** Opening Working data block **

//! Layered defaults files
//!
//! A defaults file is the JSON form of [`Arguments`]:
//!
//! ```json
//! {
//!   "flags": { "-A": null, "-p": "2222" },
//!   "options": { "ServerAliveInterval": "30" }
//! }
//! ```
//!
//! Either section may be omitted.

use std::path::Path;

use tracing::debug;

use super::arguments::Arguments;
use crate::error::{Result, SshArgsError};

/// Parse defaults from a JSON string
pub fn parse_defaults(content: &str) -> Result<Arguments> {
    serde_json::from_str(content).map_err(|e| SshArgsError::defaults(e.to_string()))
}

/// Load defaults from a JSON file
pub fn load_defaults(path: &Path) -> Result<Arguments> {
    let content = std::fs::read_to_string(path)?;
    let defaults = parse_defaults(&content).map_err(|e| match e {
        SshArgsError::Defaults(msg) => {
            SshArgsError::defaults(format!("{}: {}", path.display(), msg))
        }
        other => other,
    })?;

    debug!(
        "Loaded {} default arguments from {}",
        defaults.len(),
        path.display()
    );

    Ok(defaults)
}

** Closing Working data block **

The expected output is the exact run of lines from the start of the entries through the line with "use tracing::debug;", inclusive.

Result.
//! Layered defaults files
//!
//! A defaults file is the JSON form of [`Arguments`]:
//!
//! ```json
//! {
//!   "flags": { "-A": null, "-p": "2222" },
//!   "options": { "ServerAliveInterval": "30" }
//! }
//! ```
//!
//! Either section may be omitted.

use std::path::Path;

use tracing::debug;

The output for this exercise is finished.